Para pembuat vaksin memiliki cara penyangkalan yang cerdas mengenai toksisitas vaksin mRNA mereka. Seperti yang dinyatakan Seneff dan Nigh, “tidak mungkin membedakan manifestasi penyakit ADE dari infeksi virus non-ADE yang sebenarnya.” Tetapi mereka menegaskan, “Dalam hal ini, penting untuk menyadari bahwa, ketika penyakit dan kematian terjadi segera setelah vaksinasi dengan vaksin mRNA, tidak pernah dapat ditentukan secara pasti, bahkan dengan penyelidikan penuh, bahwa reaksi vaksin tidak penyebab proksimal. “
Penulis membuat banyak poin mengkhawatirkan lainnya termasuk munculnya penyakit auto-imun seperti penyakit Celiac, penyakit pada sistem pencernaan yang merusak usus kecil dan mengganggu penyerapan nutrisi dari makanan. Juga sindrom Guillain-Barré (GBS) yang menyebabkan kelemahan dan kelumpuhan otot progresif.

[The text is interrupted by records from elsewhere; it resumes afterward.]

//! Google (Gemini) provider implementation

use super::converters::to_google_request;
use super::messages::{LlmRequest, LlmResponse};
use super::parser::parse_google;
use super::provider::LlmProvider;
use crate::config::mask_api_key;
use crate::error::{AgentError, AgentResult};
use async_trait::async_trait;
use reqwest::Client;
use serde_json::Value;
use std::time::Duration;
use tracing::{debug, instrument};

/// Public Gemini API endpoint
pub const DEFAULT_GOOGLE_BASE_URL: &str = "https://generativelanguage.googleapis.com";

const PROVIDER: &str = "google";

/// Google (Gemini) provider
pub struct GoogleProvider {
    api_key: String,
    base_url: String,
    http_client: Client,
}

impl GoogleProvider {
    /// Create a provider for the public endpoint
    pub fn new(api_key: impl Into<String>) -> AgentResult<Self> {
        let http_client = Client::builder()
            .timeout(Duration::from_secs(120))
            .build()
            .map_err(|e| {
                AgentError::llm_with_provider(format!("Failed to create HTTP client: {}", e), PROVIDER)
            })?;

        Ok(Self {
            api_key: api_key.into(),
            base_url: DEFAULT_GOOGLE_BASE_URL.to_string(),
            http_client,
        })
    }

    /// Point the provider at another endpoint (proxies, tests)
    pub fn with_base_url(mut self, base_url: impl Into<String>) -> Self {
        self.base_url = base_url.into();
        self
    }

    fn endpoint(&self, model: &str) -> String {
        format!(
            "{}/v1beta/models/{}:generateContent",
            self.base_url.trim_end_matches('/'),
            model
        )
    }
}

impl std::fmt::Debug for GoogleProvider {
    fn fmt(&self, f: &mut std::fmt::Formatter<'_>) -> std::fmt::Result {
        f.debug_struct("GoogleProvider")
            .field("api_key", &mask_api_key(&self.api_key))
            .field("base_url", &self.base_url)
            .finish()
    }
}

#[async_trait]
impl LlmProvider for GoogleProvider {
    fn name(&self) -> &'static str {
        PROVIDER
    }

    #[instrument(skip(self, request), fields(model = %request.model), level = "debug")]
    async fn generate(&self, request: &LlmRequest) -> AgentResult<LlmResponse> {
        let body = to_google_request(request)?;
        debug!(
            contents = request.contents.len(),
            tools = request.tools.len(),
            "Sending Gemini request"
        );

        let response = self
            .http_client
            .post(self.endpoint(&request.model))
            .header("x-goog-api-key", &self.api_key)
            .json(&body)
            .send()
            .await
            .map_err(|e| {
                AgentError::llm_with_provider(format!("Google request failed: {}", e), PROVIDER)
                    .with_context(format!("model {}", request.model))
            })?;

        if !response.status().is_success() {
            let status = response.status();
            let error_text = response.text().await.unwrap_or_default();
            return Err(AgentError::llm_with_provider(
                format!("Google API error (status {}): {}", status, error_text),
                PROVIDER,
            ));
        }

        let response_json: Value = response.json().await.map_err(|e| {
            AgentError::llm_with_provider(format!("Failed to parse Google response: {}", e), PROVIDER)
        })?;

        debug!("Google API response: {}", response_json);

        Ok(parse_google(&response_json))
    }
}

#[cfg(test)]
mod tests {
    use super::*;
    use crate::llm::content::Content;
    use crate::llm::messages::GenerationConfig;
    use tokio::io::{AsyncReadExt, AsyncWriteExt};
    use tokio::net::TcpListener;
    use tokio::sync::oneshot;

    /// Serve one HTTP response and hand back the raw request text
    async fn serve_once(status: &'static str, body: &'static str) -> (String, oneshot::Receiver<String>) {
        let listener = TcpListener::bind("127.0.0.1:0").await.unwrap();
        let addr = listener.local_addr().unwrap();
        let (tx, rx) = oneshot::channel();

        tokio::spawn(async move {
            let (mut socket, _) = listener.accept().await.unwrap();
            let mut raw = Vec::new();
            let mut buf = [0u8; 4096];
            loop {
                let n = socket.read(&mut buf).await.unwrap();
                raw.extend_from_slice(&buf[..n]);
                let text = String::from_utf8_lossy(&raw).to_string();
                if let Some(header_end) = text.find("\r\n\r\n") {
                    let length = text[..header_end]
                        .lines()
                        .find_map(|l| {
                            l.to_ascii_lowercase()
                                .strip_prefix("content-length:")
                                .map(|v| v.trim().parse::<usize>().unwrap())
                        })
                        .unwrap_or(0);
                    if raw.len() >= header_end + 4 + length || n == 0 {
                        break;
                    }
                }
                if n == 0 {
                    break;
                }
            }

            let reply = format!(
                "HTTP/1.1 {}\r\nContent-Type: application/json\r\nContent-Length: {}\r\nConnection: close\r\n\r\n{}",
                status,
                body.len(),
                body
            );
            socket.write_all(reply.as_bytes()).await.unwrap();
            let _ = tx.send(String::from_utf8_lossy(&raw).to_string());
        });

        (format!("http://{}", addr), rx)
    }

    fn request() -> LlmRequest {
        LlmRequest {
            model: "gemini-2.0-flash".to_string(),
            system_instruction: None,
            contents: vec![Content::user_text("whats Miraidon?")],
            tools: Vec::new(),
            generation: GenerationConfig::default(),
        }
    }

    #[tokio::test]
    async fn test_generate_sends_key_header() {
        let (base_url, seen) = serve_once(
            "200 OK",
            r#"{"candidates":[{"content":{"role":"model","parts":[{"text":"A legendary Pokemon."}]},"finishReason":"STOP"}]}"#,
        )
        .await;

        let provider = GoogleProvider::new("test-key-123").unwrap().with_base_url(base_url);
        let response = provider.generate(&request()).await.unwrap();

        assert_eq!(response.content.unwrap().text(), "A legendary Pokemon.");

        let raw = seen.await.unwrap();
        assert!(raw.starts_with("POST /v1beta/models/gemini-2.0-flash:generateContent "));
        assert!(raw.to_ascii_lowercase().contains("x-goog-api-key: test-key-123"));
        assert!(!raw.contains("key=test-key-123"));
        assert!(raw.contains("whats Miraidon?"));
    }

    #[tokio::test]
    async fn test_http_error_is_llm_error() {
        let (base_url, _seen) = serve_once(
            "400 Bad Request",
            r#"{"error":{"code":400,"message":"API key not valid."}}"#,
        )
        .await;

        let provider = GoogleProvider::new("bad").unwrap().with_base_url(base_url);
        let err = provider.generate(&request()).await.unwrap_err();

        match err {
            AgentError::Llm { message, provider, .. } => {
                assert!(message.contains("400"));
                assert!(message.contains("API key not valid."));
                assert_eq!(provider.as_deref(), Some("google"));
            }
            other => panic!("expected LLM error, got {:?}", other),
        }
    }

    #[test]
    fn test_debug_masks_key() {
        let provider = GoogleProvider::new("AIzaSyExampleExampleExample1234").unwrap();
        let debug = format!("{:?}", provider);
        assert!(!debug.contains("AIzaSyExampleExampleExample1234"));
    }
}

Selain itu, Immune thrombocytopenia (ITP) di mana seseorang memiliki tingkat trombosit yang sangat rendah – sel yang membantu pembekuan darah – dapat terjadi setelah vaksinasi “melalui migrasi sel kekebalan yang membawa muatan nanopartikel mRNA melalui sistem getah bening ke limpa. ITP awalnya muncul sebagai petechiae atau purpura pada kulit, dan/atau perdarahan dari permukaan mukosa. Ini memiliki risiko kematian yang tinggi melalui pendarahan dan stroke.”
Contoh-contoh ini menunjukkan fakta bahwa kita benar-benar mengekspos umat manusia melalui vaksin mRNA yang diedit gen eksperimental yang belum diuji terhadap bahaya yang tak terhitung yang pada akhirnya dapat melebihi potensi risiko kerusakan dari sesuatu yang disebut SARS-Cov-2.
Jauh dari zat ajaib yang banyak dipuji yang diproklamirkan oleh WHO, Gates, Fauci, dan lainnya, Pfizer, Moderna, dan kemungkinan vaksin mRNA lainnya jelas memiliki konsekuensi yang berpotensi tragis dan bahkan bencana yang tak terduga. Tidak heran beberapa kritikus percaya itu adalah kendaraan terselubung untuk eugenika manusia.